Data for the task section start

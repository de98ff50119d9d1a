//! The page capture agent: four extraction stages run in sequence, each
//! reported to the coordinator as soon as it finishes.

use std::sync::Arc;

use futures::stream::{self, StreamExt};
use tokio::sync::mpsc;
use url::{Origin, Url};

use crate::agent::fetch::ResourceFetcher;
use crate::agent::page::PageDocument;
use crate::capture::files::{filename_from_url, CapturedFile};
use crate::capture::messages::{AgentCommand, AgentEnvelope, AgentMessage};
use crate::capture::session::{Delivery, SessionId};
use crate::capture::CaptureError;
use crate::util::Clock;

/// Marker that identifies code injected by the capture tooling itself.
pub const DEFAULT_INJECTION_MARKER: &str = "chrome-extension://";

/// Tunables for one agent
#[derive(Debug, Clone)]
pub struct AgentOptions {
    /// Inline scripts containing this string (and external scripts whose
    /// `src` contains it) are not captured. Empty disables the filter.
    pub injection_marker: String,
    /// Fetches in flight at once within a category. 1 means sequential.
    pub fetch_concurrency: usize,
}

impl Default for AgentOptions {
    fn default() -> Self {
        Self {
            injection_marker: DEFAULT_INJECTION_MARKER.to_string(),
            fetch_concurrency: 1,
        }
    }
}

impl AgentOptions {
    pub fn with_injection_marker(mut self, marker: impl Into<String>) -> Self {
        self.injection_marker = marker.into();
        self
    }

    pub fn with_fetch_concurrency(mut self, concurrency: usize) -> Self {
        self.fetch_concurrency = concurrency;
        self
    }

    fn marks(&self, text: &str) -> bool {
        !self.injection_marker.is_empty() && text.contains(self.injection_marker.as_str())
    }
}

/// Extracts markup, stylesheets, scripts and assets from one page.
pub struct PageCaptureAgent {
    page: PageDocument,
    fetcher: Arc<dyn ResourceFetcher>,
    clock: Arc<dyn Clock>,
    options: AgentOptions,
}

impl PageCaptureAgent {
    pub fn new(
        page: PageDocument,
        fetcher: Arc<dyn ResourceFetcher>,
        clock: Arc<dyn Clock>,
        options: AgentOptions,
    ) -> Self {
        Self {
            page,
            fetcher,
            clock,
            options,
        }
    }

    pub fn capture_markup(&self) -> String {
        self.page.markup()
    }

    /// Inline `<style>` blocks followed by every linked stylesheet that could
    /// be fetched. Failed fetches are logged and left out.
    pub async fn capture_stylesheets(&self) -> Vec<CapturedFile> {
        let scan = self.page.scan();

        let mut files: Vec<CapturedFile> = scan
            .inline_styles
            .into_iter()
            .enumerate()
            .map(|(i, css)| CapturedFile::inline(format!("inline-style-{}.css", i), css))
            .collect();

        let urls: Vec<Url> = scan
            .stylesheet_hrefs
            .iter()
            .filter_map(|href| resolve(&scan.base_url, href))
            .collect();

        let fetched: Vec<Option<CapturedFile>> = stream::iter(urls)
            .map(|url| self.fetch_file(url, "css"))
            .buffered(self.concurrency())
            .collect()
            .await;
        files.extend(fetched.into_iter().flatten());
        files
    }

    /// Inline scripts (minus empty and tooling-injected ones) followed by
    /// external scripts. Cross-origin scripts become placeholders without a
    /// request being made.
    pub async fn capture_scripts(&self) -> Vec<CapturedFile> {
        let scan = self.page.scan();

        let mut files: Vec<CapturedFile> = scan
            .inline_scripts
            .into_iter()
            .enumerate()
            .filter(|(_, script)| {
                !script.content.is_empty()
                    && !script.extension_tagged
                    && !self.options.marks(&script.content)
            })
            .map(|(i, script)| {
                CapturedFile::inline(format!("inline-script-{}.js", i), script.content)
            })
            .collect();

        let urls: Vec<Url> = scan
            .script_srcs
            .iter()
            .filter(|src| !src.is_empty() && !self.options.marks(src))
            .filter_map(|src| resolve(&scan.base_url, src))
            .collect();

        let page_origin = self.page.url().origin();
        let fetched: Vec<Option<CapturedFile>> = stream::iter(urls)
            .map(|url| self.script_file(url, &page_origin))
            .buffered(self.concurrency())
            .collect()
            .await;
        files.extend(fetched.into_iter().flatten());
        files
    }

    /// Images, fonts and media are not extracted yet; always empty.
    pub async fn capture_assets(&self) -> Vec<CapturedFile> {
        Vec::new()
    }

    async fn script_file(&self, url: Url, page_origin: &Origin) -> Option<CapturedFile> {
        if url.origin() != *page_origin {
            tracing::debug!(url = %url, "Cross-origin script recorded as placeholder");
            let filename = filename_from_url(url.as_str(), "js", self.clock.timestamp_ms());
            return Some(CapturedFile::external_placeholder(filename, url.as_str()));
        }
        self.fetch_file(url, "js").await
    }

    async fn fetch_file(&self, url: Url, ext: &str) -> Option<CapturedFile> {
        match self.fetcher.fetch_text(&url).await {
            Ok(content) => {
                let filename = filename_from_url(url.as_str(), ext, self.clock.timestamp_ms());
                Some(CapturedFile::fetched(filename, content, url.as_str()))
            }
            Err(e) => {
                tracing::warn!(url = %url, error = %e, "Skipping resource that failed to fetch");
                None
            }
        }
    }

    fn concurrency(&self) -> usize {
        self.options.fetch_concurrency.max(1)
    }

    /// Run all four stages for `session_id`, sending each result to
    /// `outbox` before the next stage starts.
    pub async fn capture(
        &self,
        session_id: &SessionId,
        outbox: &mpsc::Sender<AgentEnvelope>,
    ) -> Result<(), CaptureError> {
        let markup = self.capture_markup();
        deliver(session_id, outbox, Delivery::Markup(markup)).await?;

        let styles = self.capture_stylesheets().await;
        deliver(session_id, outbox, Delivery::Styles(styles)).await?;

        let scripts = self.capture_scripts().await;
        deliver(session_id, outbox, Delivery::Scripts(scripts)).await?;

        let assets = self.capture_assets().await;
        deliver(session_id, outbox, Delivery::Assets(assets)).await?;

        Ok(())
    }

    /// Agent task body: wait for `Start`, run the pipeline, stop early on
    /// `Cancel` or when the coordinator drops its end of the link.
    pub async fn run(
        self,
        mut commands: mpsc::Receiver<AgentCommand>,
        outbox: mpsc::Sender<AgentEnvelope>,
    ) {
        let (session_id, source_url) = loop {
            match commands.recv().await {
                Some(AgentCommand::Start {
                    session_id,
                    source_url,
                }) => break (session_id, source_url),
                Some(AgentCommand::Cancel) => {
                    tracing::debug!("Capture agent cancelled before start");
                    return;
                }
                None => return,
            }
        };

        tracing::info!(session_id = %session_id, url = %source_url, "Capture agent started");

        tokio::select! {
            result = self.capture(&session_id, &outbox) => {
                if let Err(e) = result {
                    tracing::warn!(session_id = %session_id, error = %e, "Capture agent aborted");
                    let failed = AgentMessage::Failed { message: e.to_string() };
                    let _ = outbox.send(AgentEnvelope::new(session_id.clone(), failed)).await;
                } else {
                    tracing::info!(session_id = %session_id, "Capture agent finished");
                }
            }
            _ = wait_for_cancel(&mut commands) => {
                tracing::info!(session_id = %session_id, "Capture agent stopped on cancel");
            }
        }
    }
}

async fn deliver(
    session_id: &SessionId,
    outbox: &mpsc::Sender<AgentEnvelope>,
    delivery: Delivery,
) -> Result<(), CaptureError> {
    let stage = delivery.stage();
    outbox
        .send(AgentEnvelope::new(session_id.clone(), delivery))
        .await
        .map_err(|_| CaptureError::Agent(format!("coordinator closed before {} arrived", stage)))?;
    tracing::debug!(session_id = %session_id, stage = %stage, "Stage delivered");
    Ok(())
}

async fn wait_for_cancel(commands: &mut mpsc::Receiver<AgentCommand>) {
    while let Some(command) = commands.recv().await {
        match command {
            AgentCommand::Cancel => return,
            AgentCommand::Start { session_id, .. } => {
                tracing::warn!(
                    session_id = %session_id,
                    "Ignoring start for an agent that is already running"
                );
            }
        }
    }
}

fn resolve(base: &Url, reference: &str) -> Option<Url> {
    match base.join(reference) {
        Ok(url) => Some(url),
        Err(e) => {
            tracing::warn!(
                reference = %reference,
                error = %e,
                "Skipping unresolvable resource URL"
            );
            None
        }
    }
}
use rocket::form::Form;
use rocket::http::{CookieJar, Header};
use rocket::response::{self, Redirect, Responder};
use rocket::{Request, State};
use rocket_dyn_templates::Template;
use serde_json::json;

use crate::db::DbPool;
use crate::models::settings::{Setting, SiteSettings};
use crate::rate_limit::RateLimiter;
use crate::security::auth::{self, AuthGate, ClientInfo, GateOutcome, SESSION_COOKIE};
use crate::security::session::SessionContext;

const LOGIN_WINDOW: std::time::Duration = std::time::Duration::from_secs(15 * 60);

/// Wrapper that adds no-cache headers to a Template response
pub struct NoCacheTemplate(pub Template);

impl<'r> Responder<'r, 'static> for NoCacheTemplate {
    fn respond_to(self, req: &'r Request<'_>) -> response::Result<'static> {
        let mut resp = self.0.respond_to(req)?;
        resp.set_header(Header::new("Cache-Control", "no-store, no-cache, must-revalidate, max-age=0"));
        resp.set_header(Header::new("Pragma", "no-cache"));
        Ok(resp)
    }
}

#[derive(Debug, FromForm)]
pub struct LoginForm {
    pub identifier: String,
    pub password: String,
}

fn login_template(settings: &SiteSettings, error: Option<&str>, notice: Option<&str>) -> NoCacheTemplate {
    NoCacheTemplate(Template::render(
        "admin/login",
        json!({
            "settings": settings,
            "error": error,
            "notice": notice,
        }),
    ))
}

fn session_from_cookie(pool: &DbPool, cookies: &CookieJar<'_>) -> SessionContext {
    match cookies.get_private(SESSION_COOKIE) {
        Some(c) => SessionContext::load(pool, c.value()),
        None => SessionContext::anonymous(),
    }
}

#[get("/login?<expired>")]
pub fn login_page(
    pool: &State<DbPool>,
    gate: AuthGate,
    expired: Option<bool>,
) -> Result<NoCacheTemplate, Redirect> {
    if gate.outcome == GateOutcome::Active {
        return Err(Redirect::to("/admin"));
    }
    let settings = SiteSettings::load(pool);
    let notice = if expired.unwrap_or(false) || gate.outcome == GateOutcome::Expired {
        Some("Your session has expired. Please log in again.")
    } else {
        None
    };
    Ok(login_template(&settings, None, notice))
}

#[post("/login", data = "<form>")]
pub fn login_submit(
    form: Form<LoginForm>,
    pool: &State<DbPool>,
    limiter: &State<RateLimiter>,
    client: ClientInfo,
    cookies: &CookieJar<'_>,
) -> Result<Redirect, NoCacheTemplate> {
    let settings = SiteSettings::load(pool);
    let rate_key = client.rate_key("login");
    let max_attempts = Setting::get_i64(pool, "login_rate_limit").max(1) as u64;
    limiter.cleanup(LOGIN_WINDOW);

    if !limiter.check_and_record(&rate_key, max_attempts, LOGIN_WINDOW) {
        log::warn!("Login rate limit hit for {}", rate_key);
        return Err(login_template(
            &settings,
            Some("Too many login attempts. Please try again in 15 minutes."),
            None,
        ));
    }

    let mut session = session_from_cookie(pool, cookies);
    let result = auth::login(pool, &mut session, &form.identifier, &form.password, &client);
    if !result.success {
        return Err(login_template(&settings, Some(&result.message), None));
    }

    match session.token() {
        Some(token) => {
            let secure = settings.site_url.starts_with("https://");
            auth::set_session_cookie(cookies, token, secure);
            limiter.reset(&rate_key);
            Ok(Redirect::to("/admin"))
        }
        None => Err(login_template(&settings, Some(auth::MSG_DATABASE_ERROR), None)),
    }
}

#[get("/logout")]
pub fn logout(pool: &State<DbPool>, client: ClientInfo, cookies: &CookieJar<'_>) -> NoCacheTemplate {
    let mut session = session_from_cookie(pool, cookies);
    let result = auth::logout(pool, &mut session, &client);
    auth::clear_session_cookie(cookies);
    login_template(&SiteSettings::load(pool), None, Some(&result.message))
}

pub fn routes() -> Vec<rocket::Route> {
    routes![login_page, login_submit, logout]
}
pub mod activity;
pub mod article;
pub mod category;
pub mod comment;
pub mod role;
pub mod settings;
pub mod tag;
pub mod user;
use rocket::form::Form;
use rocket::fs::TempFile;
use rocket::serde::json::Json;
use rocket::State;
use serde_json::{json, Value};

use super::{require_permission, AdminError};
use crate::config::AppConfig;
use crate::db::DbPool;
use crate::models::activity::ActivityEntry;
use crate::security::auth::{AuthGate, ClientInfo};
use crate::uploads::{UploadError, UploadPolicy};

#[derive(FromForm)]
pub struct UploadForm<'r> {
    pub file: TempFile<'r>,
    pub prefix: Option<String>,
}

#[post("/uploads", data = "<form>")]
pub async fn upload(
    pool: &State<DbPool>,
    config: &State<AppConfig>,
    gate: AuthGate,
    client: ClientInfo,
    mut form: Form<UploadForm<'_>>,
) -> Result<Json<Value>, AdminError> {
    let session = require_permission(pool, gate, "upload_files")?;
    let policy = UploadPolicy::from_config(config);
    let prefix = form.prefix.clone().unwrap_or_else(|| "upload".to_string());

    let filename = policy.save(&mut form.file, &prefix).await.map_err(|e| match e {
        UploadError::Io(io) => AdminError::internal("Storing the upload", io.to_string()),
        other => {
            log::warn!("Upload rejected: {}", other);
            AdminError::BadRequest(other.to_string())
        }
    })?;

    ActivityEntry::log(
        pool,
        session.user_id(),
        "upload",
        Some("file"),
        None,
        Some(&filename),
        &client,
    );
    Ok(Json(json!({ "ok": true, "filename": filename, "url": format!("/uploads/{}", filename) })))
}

Data for the task section end

Among the lines above, return those that contain the string "PageCaptureAgent".

__Your response__
pub struct PageCaptureAgent {
impl PageCaptureAgent {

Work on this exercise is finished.